§ **Problem description**
In the entries below, which lines run from the one containing "Column of the lower-triangle entry." to the one containing "the non-zero remainder."? Copy exactly those lines, ends included, and no others.

═══ Records to use ═══

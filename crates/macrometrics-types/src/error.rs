//! Error types for macrometrics.

use thiserror::Error;

use crate::Frequency;

/// Result type alias for macrometrics operations.
pub type Result<T> = std::result::Result<T, MacroError>;

/// Errors raised when a model or quantity contract is violated.
#[derive(Error, Debug)]
pub enum MacroError {
    /// A shape or count does not match the declared model dimensions.
    #[error("Dimension mismatch in {context}: expected {expected}, found {found}")]
    DimensionMismatch {
        /// What was being checked (e.g. "B", "lag history").
        context: &'static str,
        /// The expected shape or count.
        expected: String,
        /// The shape or count actually supplied.
        found: String,
    },

    /// Observation timestamps are not regularly spaced.
    #[error(transparent)]
    Spacing(#[from] SpacingError),

    /// Two sampled quantities have incompatible draw/chain axes.
    #[error("Sample shape mismatch: {left:?} vs {right:?}")]
    ShapeMismatch {
        /// Sample axes (draws, optional chains) of the left operand.
        left: Vec<usize>,
        /// Sample axes (draws, optional chains) of the right operand.
        right: Vec<usize>,
    },

    /// The operation is not defined for this kind of quantity.
    #[error("Unsupported operation: {operation} on {kind} quantity")]
    UnsupportedOperation {
        /// The operation that was attempted.
        operation: &'static str,
        /// The estimation kind of the quantity.
        kind: &'static str,
    },

    /// Operand arrays cannot be combined by the requested operation.
    #[error("Non-conformable operands for {operation}: {left:?} and {right:?}")]
    NonConformable {
        /// The array operation that failed.
        operation: &'static str,
        /// Parameter shape of the left operand.
        left: Vec<usize>,
        /// Parameter shape of the right operand.
        right: Vec<usize>,
    },

    /// A covariance draw is not symmetric positive semi-definite.
    #[error("Invalid covariance at sample {sample}: {reason}")]
    InvalidCovariance {
        /// Flat sample index of the offending draw.
        sample: usize,
        /// Why the matrix was rejected.
        #[source]
        reason: CovarianceError,
    },

    /// An observation is NaN or infinite.
    #[error("Invalid observation at row {row}, column {column}: {value}")]
    InvalidData {
        /// Observation (time) index.
        row: usize,
        /// Variable index.
        column: usize,
        /// The offending value.
        value: f64,
    },

    /// An argument is outside its valid domain.
    #[error("Invalid argument: {0}")]
    InvalidArgument(String),

    /// Configuration could not be parsed.
    #[error("Configuration error: {0}")]
    Config(#[from] serde_json::Error),
}

impl MacroError {
    /// Builds a [`MacroError::DimensionMismatch`] comparing two shapes.
    #[must_use]
    pub fn shape(context: &'static str, expected: &[usize], found: &[usize]) -> Self {
        Self::DimensionMismatch {
            context,
            expected: format!("{expected:?}"),
            found: format!("{found:?}"),
        }
    }

    /// Builds a [`MacroError::DimensionMismatch`] from free-form descriptions.
    #[must_use]
    pub fn dimension(
        context: &'static str,
        expected: impl std::fmt::Display,
        found: impl std::fmt::Display,
    ) -> Self {
        Self::DimensionMismatch {
            context,
            expected: expected.to_string(),
            found: found.to_string(),
        }
    }
}

/// Error for observation indices that are not regularly spaced.
#[derive(Error, Debug, Clone, PartialEq)]
pub enum SpacingError {
    /// The interval starting at `index` differs from the first interval.
    #[error(
        "Irregular spacing between observations {index} and {next}: expected interval {expected}, found {found}",
        next = .index + 1
    )]
    Irregular {
        /// Index of the first timestamp of the offending pair.
        index: usize,
        /// The reference interval (first delta).
        expected: f64,
        /// The interval actually observed.
        found: f64,
    },

    /// Timestamps do not strictly increase.
    #[error("Timestamps are not in chronological order at observation {index}")]
    NotChronological {
        /// Index of the first timestamp of the offending pair.
        index: usize,
    },

    /// A series reports no timestamp for a row inside its length.
    #[error("Missing timestamp for observation {index}")]
    MissingTimestamp {
        /// Row without a timestamp.
        index: usize,
    },

    /// The timestamp type cannot measure intervals in the requested unit.
    #[error("Timestamp type cannot measure intervals in {unit}")]
    UnsupportedFrequency {
        /// The requested unit.
        unit: Frequency,
    },
}

/// Why a matrix is not a valid covariance.
#[derive(Error, Debug, Clone, PartialEq)]
pub enum CovarianceError {
    /// The matrix is not square.
    #[error("matrix is {rows}x{cols}, not square")]
    NotSquare {
        /// Number of rows.
        rows: usize,
        /// Number of columns.
        cols: usize,
    },

    /// An entry is NaN or infinite.
    #[error("non-finite entry {value}")]
    NonFinite {
        /// The offending value.
        value: f64,
    },

    /// Mirrored entries differ by more than the tolerance.
    #[error("not symmetric at ({row}, {col}): difference {gap:e}")]
    Asymmetric {
        /// Row of the lower-triangle entry.
        row: usize,
        /// Column of the lower-triangle entry.
        col: usize,
        /// Absolute difference from its mirror.
        gap: f64,
    },

    /// A Cholesky pivot is negative beyond the tolerance.
    #[error("not positive semi-definite: pivot {pivot} is {value:e}")]
    NegativePivot {
        /// Diagonal position of the pivot.
        pivot: usize,
        /// The pivot value.
        value: f64,
    },

    /// A zero pivot whose column does not vanish below it.
    #[error("not positive semi-definite: zero pivot {pivot} with coupling {coupling:e} to {row}")]
    CoupledZeroPivot {
        /// Diagonal position of the pivot.
        pivot: usize,
        /// Row carrying the non-zero remainder.
        row: usize,
        /// The remainder itself.
        coupling: f64,
    },
}

#[cfg(test)]
mod tests {
    use super::*;

    #[test]
    fn test_irregular_message_names_both_observations() {
        let err = SpacingError::Irregular {
            index: 2,
            expected: 1.0,
            found: 2.0,
        };
        let msg = err.to_string();
        assert!(msg.contains("observations 2 and 3"), "{msg}");
    }

    #[test]
    fn test_spacing_error_converts() {
        let err: MacroError = SpacingError::NotChronological { index: 0 }.into();
        assert!(matches!(
            err,
            MacroError::Spacing(SpacingError::NotChronological { index: 0 })
        ));
    }

    #[test]
    fn test_covariance_reason_is_source() {
        use std::error::Error as _;

        let err = MacroError::InvalidCovariance {
            sample: 3,
            reason: CovarianceError::NotSquare { rows: 2, cols: 3 },
        };
        assert_eq!(
            err.to_string(),
            "Invalid covariance at sample 3: matrix is 2x3, not square"
        );
        assert!(err.source().is_some());
    }

    #[test]
    fn test_shape_helper() {
        let err = MacroError::shape("B", &[2, 2], &[2, 3]);
        assert_eq!(
            err.to_string(),
            "Dimension mismatch in B: expected [2, 2], found [2, 3]"
        );
    }
}
//! Econometric models over fixed, frequentist and Bayesian parameter estimates.
//!
//! This is a facade crate that re-exports functionality from the macrometrics
//! workspace crates for convenient access.
//!
//! # Quick Start
//!
//! ```
//! use std::sync::Arc;
//!
//! use macrometrics_lib::prelude::*;
//! use ndarray::{Array2, array};
//!
//! # fn main() -> Result<()> {
//! // Two chains of posterior draws for the intercept of a univariate VAR(1).
//! let b0: Estimated = ChainStacker::new()
//!     .with_chain(array![[0.1, 0.2, 0.3]])?
//!     .with_chain(array![[0.2, 0.3, 0.4]])?
//!     .finish(())?
//!     .into();
//!
//! let data = Arc::new(TimeSeriesFrame::new(vec![0_i64, 1, 2], Array2::zeros((3, 1)))?);
//! let model = VarModel::new(
//!     1,
//!     1,
//!     Estimated::fixed(array![[0.5]]),
//!     b0,
//!     Estimated::fixed(array![[1.0]]),
//!     data,
//! )?;
//!
//! for chain in 0..2 {
//!     for draw in 0..3 {
//!         let y = model.step(SampleIndex::new(draw, chain), array![1.0].view(), array![0.0].view())?;
//!         assert!(y[0] > 0.5);
//!     }
//! }
//! # Ok(())
//! # }
//! ```

#![doc = include_str!("../README.md")]
#![doc(issue_tracker_base_url = "https://github.com/factordynamics/macrometrics/issues/")]
#![cfg_attr(docsrs, feature(doc_cfg, doc_auto_cfg))]
#![warn(missing_docs)]
#![forbid(unsafe_code)]

// Re-export core types
pub use macrometrics_types::*;

// Re-export estimated quantities
pub use macrometrics_estimated::{
    BayesianEstimated, BinaryOp, ChainStacker, Estimated, EstimationKind, FixedEstimated,
    FrequentistEstimated, PosteriorSummary, SampleIndex, SampleLayout,
};

// Re-export the VAR model
#[cfg(feature = "var")]
pub use macrometrics_var::{
    DEFAULT_COVARIANCE_TOLERANCE, VarConfig, VarModel, VarParameters, check_covariance,
};

/// Prelude module for convenient imports.
///
/// ```
/// use macrometrics_lib::prelude::*;
/// ```
pub mod prelude {
    pub use macrometrics_types::{
        Frequency, MacroError, Result, SpacingConfig, SpacingError, TimeSeries, TimeSeriesFrame,
        Timestamp,
    };

    pub use macrometrics_estimated::{
        ChainStacker, Estimated, EstimationKind, PosteriorSummary, SampleIndex, SampleLayout,
    };

    #[cfg(feature = "var")]
    pub use macrometrics_var::{VarConfig, VarModel, VarParameters};
}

═══

§ **Exercise answer**
        /// Column of the lower-triangle entry.
        col: usize,
        /// Absolute difference from its mirror.
        gap: f64,
    },

    /// A Cholesky pivot is negative beyond the tolerance.
    #[error("not positive semi-definite: pivot {pivot} is {value:e}")]
    NegativePivot {
        /// Diagonal position of the pivot.
        pivot: usize,
        /// The pivot value.
        value: f64,
    },

    /// A zero pivot whose column does not vanish below it.
    #[error("not positive semi-definite: zero pivot {pivot} with coupling {coupling:e} to {row}")]
    CoupledZeroPivot {
        /// Diagonal position of the pivot.
        pivot: usize,
        /// Row carrying the non-zero remainder.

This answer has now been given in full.